US freighter operators, faced with a compulsory order to fit traffic-alert and collision-avoidance systems (TCAS) like their passenger- operator counterparts, are asking to be allowed to fit ADS-B instead, indicating a strong, independent, level of confidence in the system. On the anti-collision issue, however, there is a strong lobby for the TCAS, which uses Mode-S-band transponders.

It is Eurocontrol's plan to enhance surveillance, by using Mode S for downlinking data, rather than using a two-way link. The latter is demonstrably achievable in the long-run, the agency confirms. Transponder-interrogation rate would be the same as the antenna-rotation rate, which is between 4s and 10s, whereas STDMA's update rate could be virtually continuous. One immediate effect of implementation will be a much-improved short-term conflict-alert (STCA) system, says Eurocontrol.

 

PROGRAMME TIMETABLE

In 1999, European states are expected to commit to production systems. Eurocontrol has set 2001 for compulsory Mode-S installation in new-build aircraft, and 2003 for retrofit.

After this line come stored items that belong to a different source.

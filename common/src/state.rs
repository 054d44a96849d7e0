//! State shared between the control loop and the visualization context.
//!
//! # Architecture
//!
//! ```text
//! ┌──────────────────────┐   append_reading()   ┌──────────────────────────┐
//! │ Control loop         │ ───────────────────▶ │ MonitorState             │
//! │ (worker thread /     │                      │  Mutex<RefCell<Inner>>   │
//! │  core 1)             │ ◀── stop_requested() │  new_data: Signal        │
//! └──────────────────────┘                      │  stop: AtomicBool        │
//!                                               └──────────────────────────┘
//!                                                   ▲               │
//!                           toggle_unit(), frame()  │               │ new_data
//!                                    ┌──────────────┴───────────────▼─┐
//!                                    │ Visualization (GUI loop/core 0)│
//!                                    └────────────────────────────────┘
//! ```
//!
//! Every read and write of the history, the unit, the statistics and the
//! event log happens inside one critical section, so a snapshot never sees a
//! half-evicted buffer. The control loop is the only writer of the history;
//! the visualization side is the only writer of the unit.

use core::cell::RefCell;
use core::fmt::Write;
use core::sync::atomic::{AtomicBool, Ordering};

use embassy_sync::blocking_mutex::Mutex;
use embassy_sync::blocking_mutex::raw::CriticalSectionRawMutex;
use embassy_sync::signal::Signal;
use heapless::String;

use crate::error::SensorFault;
use crate::event_log::{EVENT_LINE_LENGTH, EventLog};
use crate::history::{HistoryBuffer, Snapshot};
use crate::thresholds::Band;
use crate::units::TemperatureUnit;

/// Raw mutex guarding [`MonitorState`]. Works across std threads (with the
/// `critical-section/std` implementation) and across RP2350 cores.
pub type StateMutex = CriticalSectionRawMutex;

/// Control loop counters.
#[derive(Clone, Copy, Debug, Default, PartialEq)]
pub struct CycleStats {
    /// Cycles that produced a reading.
    pub readings: u32,
    /// Cycles skipped because of a sensor fault.
    pub faults: u32,
    /// Most recent reading in Celsius.
    pub last_reading: Option<f32>,
    /// Band of the most recent reading.
    pub last_band: Option<Band>,
    /// Most recent fault, cleared by the next good reading.
    pub last_fault: Option<SensorFault>,
}

struct Inner {
    history: HistoryBuffer,
    unit: TemperatureUnit,
    stats: CycleStats,
    events: EventLog,
}

/// Everything both contexts need to see, behind one lock.
pub struct MonitorState {
    inner: Mutex<StateMutex, RefCell<Inner>>,
    new_data: Signal<StateMutex, ()>,
    stop: AtomicBool,
}

impl MonitorState {
    /// Empty history, Celsius, no stop requested.
    pub const fn new() -> Self {
        Self {
            inner: Mutex::new(RefCell::new(Inner {
                history: HistoryBuffer::new(),
                unit: TemperatureUnit::Celsius,
                stats: CycleStats {
                    readings: 0,
                    faults: 0,
                    last_reading: None,
                    last_band: None,
                    last_fault: None,
                },
                events: EventLog::new(),
            })),
            new_data: Signal::new(),
            stop: AtomicBool::new(false),
        }
    }

    fn with<R>(
        &self,
        f: impl FnOnce(&mut Inner) -> R,
    ) -> R {
        self.inner.lock(|cell| f(&mut cell.borrow_mut()))
    }

    // =========================================================================
    // Control loop side
    // =========================================================================

    /// Store a reading and wake the visualization side.
    ///
    /// Logs a line when the band differs from the previous reading.
    pub fn append_reading(
        &self,
        celsius: f32,
        band: Band,
    ) {
        self.with(|inner| {
            inner.history.append(celsius);
            if inner.stats.last_band != Some(band) {
                let mut line: String<EVENT_LINE_LENGTH> = String::new();
                write!(line, "Band {} at {:.2}C", band.label(), celsius).ok();
                inner.events.push(&line);
            }
            inner.stats.readings = inner.stats.readings.wrapping_add(1);
            inner.stats.last_reading = Some(celsius);
            inner.stats.last_band = Some(band);
            inner.stats.last_fault = None;
        });
        self.new_data.signal(());
    }

    /// Count a skipped cycle. History is left alone.
    pub fn record_fault(
        &self,
        fault: SensorFault,
    ) {
        self.with(|inner| {
            // Log the first of a run of identical faults only
            if inner.stats.last_fault != Some(fault) {
                let mut line: String<EVENT_LINE_LENGTH> = String::new();
                write!(line, "Sensor: {fault}").ok();
                inner.events.push(&line);
            }
            inner.stats.faults = inner.stats.faults.wrapping_add(1);
            inner.stats.last_fault = Some(fault);
        });
    }

    /// Append a line to the event log.
    pub fn log(
        &self,
        msg: &str,
    ) {
        self.with(|inner| inner.events.push(msg));
    }

    // =========================================================================
    // Visualization side
    // =========================================================================

    /// Switch between Celsius and Fahrenheit. Returns the new unit.
    pub fn toggle_unit(&self) -> TemperatureUnit {
        self.with(|inner| {
            inner.unit = inner.unit.toggle();
            let mut line: String<EVENT_LINE_LENGTH> = String::new();
            write!(line, "Unit: {}", inner.unit.symbol()).ok();
            inner.events.push(&line);
            inner.unit
        })
    }

    /// Current display unit.
    pub fn unit(&self) -> TemperatureUnit { self.with(|inner| inner.unit) }

    /// History converted to `unit`, copied under the lock.
    pub fn snapshot(
        &self,
        unit: TemperatureUnit,
    ) -> Snapshot {
        self.with(|inner| inner.history.snapshot(unit))
    }

    /// History in the current unit, plus that unit, from a single lock.
    pub fn snapshot_current(&self) -> (Snapshot, TemperatureUnit) {
        self.with(|inner| (inner.history.snapshot(inner.unit), inner.unit))
    }

    /// Number of stored readings.
    pub fn history_len(&self) -> usize { self.with(|inner| inner.history.len()) }

    /// Copy of the counters.
    pub fn stats(&self) -> CycleStats { self.with(|inner| inner.stats) }

    /// Copy of the event log.
    pub fn events(&self) -> EventLog { self.with(|inner| inner.events.clone()) }

    /// Raised after every [`Self::append_reading`].
    pub const fn new_data(&self) -> &Signal<StateMutex, ()> { &self.new_data }

    // =========================================================================
    // Stop request
    // =========================================================================

    /// Ask the control loop to stop. Observed at the next state transition or
    /// idle slice.
    pub fn request_stop(&self) { self.stop.store(true, Ordering::Release); }

    pub fn stop_requested(&self) -> bool { self.stop.load(Ordering::Acquire) }
}

impl Default for MonitorState {
    fn default() -> Self { Self::new() }
}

The Mode-S data-downlink requirement published by Eurocontrol demands the following information from the aircraft (the first three are already required from Mode C):

- flight callsign;

- transponder capability report;

- altitude in 25ft intervals;

- magnetic heading;

- roll angle;

- track-angle rate (drift-angle rate of change);

- vertical rate of climb or descent;

- true track-angle/ground speed.

 

Later, upon "the expansion of Mode S services in Europe", the following additional information will be called for:

- selected (as opposed to actual) flight level/altitude;

- selected magnetic heading;

- selected course;

- selected IAS/Mach number.

 

European free-flight?

Eurocontrol will not put a date on the implementation of free-flight, saying that it has not even been defined yet. Enhanced surveillance, RVSM and RNAV together, however, might deliver something close to the free-flight concept by providing greater system capacity, more "intent" information to controllers and a far more reliable STCA system.

On present official plans, however, the kind of air-traffic situational awareness which STDMA could give to pilots as well as controllers is not on the cards, unless the airlines decide to purchase it in addition to Mode S equipment, or unless the STDMA lobby succeeds in changing the course of an already-rolling Mode-S system.